**WORK ITEM:** Could you copy every line in the listing below that has the word "STATUS"?

········

//! "Bookings": flight, hotel, and car rental cards.

use super::{Painter, content_band};
use crate::icons::draw_icon;
use crate::text::Style;
use storeshot_core::color::{
    BLACK, CAT_BLUE, CAT_GREEN, CAT_RED, DARK_GRAY, MID_GRAY, OFF_WHITE, WHITE,
};
use storeshot_core::layout::frac;
use storeshot_core::{Area, IconKind, Rgb};

const STATUS: &str = "Confirmed";

struct Booking {
    icon: IconKind,
    color: Rgb,
    title: &'static str,
    detail: &'static str,
    date: &'static str,
}

const BOOKINGS: [Booking; 3] = [
    Booking {
        icon: IconKind::Airplane,
        color: CAT_BLUE,
        title: "Delta DL123",
        detail: "JFK -> CDG",
        date: "Jun 15, 2025 - 7:30 PM",
    },
    Booking {
        icon: IconKind::Hotel,
        color: CAT_RED,
        title: "Hotel Le Marais",
        detail: "Confirmation: ABC123",
        date: "Jun 15 - Jun 22",
    },
    Booking {
        icon: IconKind::Car,
        color: CAT_GREEN,
        title: "Hertz Rental",
        detail: "Confirmation: XY789",
        date: "Jun 15 - Jun 22",
    },
];

pub(super) fn draw(p: &mut Painter<'_>, area: Area, content_y: f32) {
    let inner = content_band(area);
    let first_y = content_y + p.px(20.0);
    let card_h = frac(area.height, 0.22);
    let gap = p.px(20.0);
    for (i, booking) in BOOKINGS.iter().enumerate() {
        let y = first_y + i as f32 * (card_h + gap);
        booking_card(p, booking, inner, y, card_h);
    }
}

fn booking_card(p: &mut Painter<'_>, booking: &Booking, inner: Area, y: f32, h: f32) {
    log::trace!("booking card {:?} at y={y}", booking.title);
    let (x0, x1) = (inner.x, inner.right());
    let radius = p.px(20.0);
    p.card(x0, y, x1, y + h, radius);

    // Accent bar across the top, squared off at its lower edge.
    let bar_bottom = y + p.px(22.0);
    p.canvas.fill_rounded(x0, y, x1, bar_bottom, radius, booking.color);
    p.canvas.rect(x0, y + p.px(12.0), x1, bar_bottom, booking.color);
    p.canvas
        .rect(x0 + 1.0, bar_bottom, x1 - 1.0, y + p.px(24.0), OFF_WHITE);

    let icon_size = p.px(65.0);
    let (icon_x, icon_y) = (x0 + p.px(20.0), y + p.px(35.0));
    draw_icon(p.canvas, icon_x, icon_y, icon_size as u32, booking.icon, booking.color);

    let text_x = icon_x + icon_size + p.px(20.0);
    p.text(text_x, y + p.px(38.0), booking.title, 32.0, Style::Bold, BLACK);
    p.text(text_x, y + p.px(75.0), booking.detail, 24.0, Style::Regular, DARK_GRAY);
    p.text(text_x, y + p.px(108.0), booking.date, 20.0, Style::Regular, MID_GRAY);

    let badge_w = p.text_width(STATUS, 18.0, Style::Bold) + p.px(24.0);
    let badge_h = p.px(30.0);
    let badge_x = x1 - badge_w - p.px(18.0);
    let badge_y = y + frac(h, 0.7);
    p.canvas.fill_rounded(
        badge_x,
        badge_y,
        badge_x + badge_w,
        badge_y + badge_h,
        (badge_h / 2.0).floor(),
        CAT_GREEN.lerp(WHITE, 0.85),
    );
    let (tx, ty) = (badge_x + p.px(12.0), badge_y + p.px(5.0));
    p.text(tx, ty, STATUS, 18.0, Style::Bold, CAT_GREEN);
}

#[cfg(test)]
mod tests {
    use super::*;
    use crate::canvas::Canvas;
    use crate::text::FontBook;
    use pretty_assertions::assert_eq;
    use storeshot_core::{Diagnostics, PhoneFrame, Scale};

    #[test]
    fn accent_bars_follow_booking_colors() {
        let fonts = FontBook::builtin();
        let mut canvas = Canvas::new(1290, 2796, WHITE).unwrap();
        let mut diagnostics = Diagnostics::new();
        let scale = Scale::for_width(1290);
        let area = PhoneFrame::for_canvas(1290, 2796).screen(scale);
        let mut p = Painter::new(&mut canvas, &fonts, &mut diagnostics, scale);
        draw(&mut p, area, 992.0);

        // Cards start at 1012 and repeat every 374 + 20 px.
        assert_eq!(canvas.pixel(645, 1028), Some(CAT_BLUE));
        assert_eq!(canvas.pixel(645, 1422), Some(CAT_RED));
        assert_eq!(canvas.pixel(645, 1816), Some(CAT_GREEN));
        // The strip under the bar restores the card color.
        assert_eq!(canvas.pixel(645, 1035), Some(OFF_WHITE));
    }
}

········

**RESPONSE FOR THIS EXERCISE:**
const STATUS: &str = "Confirmed";
    let badge_w = p.text_width(STATUS, 18.0, Style::Bold) + p.px(24.0);
    p.text(tx, ty, STATUS, 18.0, Style::Bold, CAT_GREEN);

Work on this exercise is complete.